#### PROMPT
Below are the records; copy each line in them that holds the word "朝にやる".

[Excerpts from a dataset]
****************************************
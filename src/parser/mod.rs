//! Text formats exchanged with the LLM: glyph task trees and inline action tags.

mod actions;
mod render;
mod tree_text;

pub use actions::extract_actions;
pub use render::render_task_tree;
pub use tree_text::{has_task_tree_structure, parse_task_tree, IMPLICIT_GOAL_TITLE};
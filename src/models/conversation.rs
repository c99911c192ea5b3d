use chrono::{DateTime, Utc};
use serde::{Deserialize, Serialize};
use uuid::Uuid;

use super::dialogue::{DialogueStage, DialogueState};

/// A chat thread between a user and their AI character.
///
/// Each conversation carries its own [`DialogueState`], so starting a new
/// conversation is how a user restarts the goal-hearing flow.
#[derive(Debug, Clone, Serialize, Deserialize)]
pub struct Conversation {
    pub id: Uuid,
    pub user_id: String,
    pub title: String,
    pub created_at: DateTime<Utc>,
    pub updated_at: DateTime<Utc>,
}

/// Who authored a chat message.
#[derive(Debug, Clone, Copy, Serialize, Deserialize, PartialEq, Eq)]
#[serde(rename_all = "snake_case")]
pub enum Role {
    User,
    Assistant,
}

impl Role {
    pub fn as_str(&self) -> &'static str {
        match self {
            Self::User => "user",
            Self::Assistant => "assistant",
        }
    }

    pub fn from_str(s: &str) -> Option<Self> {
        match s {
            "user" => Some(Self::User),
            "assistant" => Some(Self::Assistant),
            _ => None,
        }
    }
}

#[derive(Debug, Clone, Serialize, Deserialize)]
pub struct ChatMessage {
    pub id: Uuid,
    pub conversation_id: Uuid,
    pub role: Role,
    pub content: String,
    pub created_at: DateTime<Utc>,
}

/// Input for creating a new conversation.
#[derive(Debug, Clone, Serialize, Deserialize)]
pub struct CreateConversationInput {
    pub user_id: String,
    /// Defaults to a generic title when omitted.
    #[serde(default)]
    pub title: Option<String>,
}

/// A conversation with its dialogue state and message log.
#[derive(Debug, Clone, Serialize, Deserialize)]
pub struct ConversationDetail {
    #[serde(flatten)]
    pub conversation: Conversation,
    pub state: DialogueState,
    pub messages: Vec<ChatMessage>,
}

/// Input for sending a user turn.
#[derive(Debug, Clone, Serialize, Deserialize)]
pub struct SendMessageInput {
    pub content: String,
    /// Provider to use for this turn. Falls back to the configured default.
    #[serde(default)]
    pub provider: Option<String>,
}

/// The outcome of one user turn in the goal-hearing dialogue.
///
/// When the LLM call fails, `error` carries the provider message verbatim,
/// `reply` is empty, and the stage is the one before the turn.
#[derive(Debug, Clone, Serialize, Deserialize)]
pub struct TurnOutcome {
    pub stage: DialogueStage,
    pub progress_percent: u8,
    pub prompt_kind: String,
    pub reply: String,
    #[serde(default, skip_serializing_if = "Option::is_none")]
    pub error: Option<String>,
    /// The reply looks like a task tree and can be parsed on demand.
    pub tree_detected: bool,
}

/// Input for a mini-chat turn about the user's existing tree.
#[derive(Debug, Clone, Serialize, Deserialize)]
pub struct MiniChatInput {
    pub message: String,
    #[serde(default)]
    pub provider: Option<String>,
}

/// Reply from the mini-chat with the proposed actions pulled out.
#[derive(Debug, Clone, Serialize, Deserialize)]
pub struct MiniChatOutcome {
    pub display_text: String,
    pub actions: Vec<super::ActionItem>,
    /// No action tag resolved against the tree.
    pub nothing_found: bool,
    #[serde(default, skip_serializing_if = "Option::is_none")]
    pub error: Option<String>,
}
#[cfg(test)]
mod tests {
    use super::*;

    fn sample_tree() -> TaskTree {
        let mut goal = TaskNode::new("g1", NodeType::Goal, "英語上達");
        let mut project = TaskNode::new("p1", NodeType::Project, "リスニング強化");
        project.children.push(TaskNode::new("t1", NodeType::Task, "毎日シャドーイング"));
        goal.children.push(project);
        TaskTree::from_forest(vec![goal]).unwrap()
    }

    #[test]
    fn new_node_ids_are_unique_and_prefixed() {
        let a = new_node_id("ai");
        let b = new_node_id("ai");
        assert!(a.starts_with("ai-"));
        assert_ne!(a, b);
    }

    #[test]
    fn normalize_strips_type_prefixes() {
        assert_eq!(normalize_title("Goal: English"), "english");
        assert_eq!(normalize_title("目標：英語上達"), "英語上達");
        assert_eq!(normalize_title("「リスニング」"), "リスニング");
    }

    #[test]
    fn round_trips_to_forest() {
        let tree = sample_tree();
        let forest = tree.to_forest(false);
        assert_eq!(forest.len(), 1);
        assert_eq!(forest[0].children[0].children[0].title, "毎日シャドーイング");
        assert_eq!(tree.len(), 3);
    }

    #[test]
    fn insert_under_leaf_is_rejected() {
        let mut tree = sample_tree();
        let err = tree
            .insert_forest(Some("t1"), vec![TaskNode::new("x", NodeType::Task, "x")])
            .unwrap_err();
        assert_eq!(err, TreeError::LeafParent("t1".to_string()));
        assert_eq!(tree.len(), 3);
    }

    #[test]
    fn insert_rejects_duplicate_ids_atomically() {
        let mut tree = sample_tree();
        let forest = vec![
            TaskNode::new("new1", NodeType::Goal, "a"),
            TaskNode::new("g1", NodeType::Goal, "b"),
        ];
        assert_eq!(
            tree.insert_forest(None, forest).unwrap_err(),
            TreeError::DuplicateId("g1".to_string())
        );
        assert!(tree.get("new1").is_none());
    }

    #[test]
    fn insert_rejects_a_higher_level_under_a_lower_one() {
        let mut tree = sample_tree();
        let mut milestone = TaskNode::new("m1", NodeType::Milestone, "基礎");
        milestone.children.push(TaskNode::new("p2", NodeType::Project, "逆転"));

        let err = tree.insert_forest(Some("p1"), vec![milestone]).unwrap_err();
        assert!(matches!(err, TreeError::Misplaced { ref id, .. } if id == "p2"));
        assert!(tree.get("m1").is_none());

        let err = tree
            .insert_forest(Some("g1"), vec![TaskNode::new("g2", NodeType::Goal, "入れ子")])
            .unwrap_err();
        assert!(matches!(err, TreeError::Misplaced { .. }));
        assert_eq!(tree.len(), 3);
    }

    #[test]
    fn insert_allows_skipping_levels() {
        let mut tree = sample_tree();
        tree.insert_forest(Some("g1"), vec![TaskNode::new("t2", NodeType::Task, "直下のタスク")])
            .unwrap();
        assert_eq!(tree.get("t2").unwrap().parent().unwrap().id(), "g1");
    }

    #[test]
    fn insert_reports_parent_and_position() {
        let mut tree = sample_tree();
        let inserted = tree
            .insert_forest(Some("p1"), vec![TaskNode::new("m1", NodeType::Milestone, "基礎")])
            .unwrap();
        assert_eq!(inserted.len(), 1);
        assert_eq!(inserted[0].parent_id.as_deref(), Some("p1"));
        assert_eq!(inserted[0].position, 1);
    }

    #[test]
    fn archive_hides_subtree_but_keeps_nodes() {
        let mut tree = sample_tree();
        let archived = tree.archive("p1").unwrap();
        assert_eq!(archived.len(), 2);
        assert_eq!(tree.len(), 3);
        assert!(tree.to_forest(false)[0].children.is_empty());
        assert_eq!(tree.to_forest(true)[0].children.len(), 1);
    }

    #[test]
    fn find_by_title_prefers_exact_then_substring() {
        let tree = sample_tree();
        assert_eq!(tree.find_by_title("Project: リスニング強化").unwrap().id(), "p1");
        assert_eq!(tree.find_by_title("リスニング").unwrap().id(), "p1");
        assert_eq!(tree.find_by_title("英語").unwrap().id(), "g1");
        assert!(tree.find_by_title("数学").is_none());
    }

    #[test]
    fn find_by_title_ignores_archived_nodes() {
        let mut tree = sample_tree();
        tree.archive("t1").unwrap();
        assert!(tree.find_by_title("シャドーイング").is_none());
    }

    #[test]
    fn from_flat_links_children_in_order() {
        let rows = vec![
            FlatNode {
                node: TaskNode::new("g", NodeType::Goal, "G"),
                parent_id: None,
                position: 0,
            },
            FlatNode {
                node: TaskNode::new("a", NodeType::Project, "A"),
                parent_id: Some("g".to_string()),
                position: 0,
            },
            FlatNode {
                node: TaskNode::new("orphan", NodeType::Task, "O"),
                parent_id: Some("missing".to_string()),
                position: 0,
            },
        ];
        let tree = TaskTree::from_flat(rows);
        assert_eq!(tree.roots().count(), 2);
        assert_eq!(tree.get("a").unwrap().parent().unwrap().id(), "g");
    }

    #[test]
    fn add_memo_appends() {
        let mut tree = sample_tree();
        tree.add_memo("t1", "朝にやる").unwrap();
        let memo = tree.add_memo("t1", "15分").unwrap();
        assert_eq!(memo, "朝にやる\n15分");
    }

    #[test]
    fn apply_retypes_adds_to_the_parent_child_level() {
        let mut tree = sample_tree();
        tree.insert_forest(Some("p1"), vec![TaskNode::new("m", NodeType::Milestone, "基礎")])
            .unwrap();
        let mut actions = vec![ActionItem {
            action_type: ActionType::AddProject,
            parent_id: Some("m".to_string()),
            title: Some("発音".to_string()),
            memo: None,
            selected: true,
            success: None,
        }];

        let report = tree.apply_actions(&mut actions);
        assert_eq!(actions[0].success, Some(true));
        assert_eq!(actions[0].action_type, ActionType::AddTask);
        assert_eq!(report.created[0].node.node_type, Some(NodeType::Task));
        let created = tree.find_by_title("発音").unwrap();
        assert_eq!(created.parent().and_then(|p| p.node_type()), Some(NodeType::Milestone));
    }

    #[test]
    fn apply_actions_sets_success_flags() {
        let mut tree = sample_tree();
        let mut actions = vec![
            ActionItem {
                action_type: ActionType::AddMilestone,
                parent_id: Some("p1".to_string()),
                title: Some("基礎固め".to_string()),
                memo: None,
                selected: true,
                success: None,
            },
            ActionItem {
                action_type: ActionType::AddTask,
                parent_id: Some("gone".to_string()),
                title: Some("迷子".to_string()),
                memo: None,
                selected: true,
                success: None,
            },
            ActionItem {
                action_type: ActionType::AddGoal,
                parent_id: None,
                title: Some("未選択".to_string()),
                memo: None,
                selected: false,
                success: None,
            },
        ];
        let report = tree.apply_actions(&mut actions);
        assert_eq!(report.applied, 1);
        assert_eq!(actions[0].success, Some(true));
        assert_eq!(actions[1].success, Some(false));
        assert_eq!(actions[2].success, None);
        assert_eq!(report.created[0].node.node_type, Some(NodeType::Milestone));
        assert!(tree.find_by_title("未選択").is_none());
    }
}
****************************************
#### WRITTEN ANSWER
        tree.add_memo("t1", "朝にやる").unwrap();
        assert_eq!(memo, "朝にやる\n15分");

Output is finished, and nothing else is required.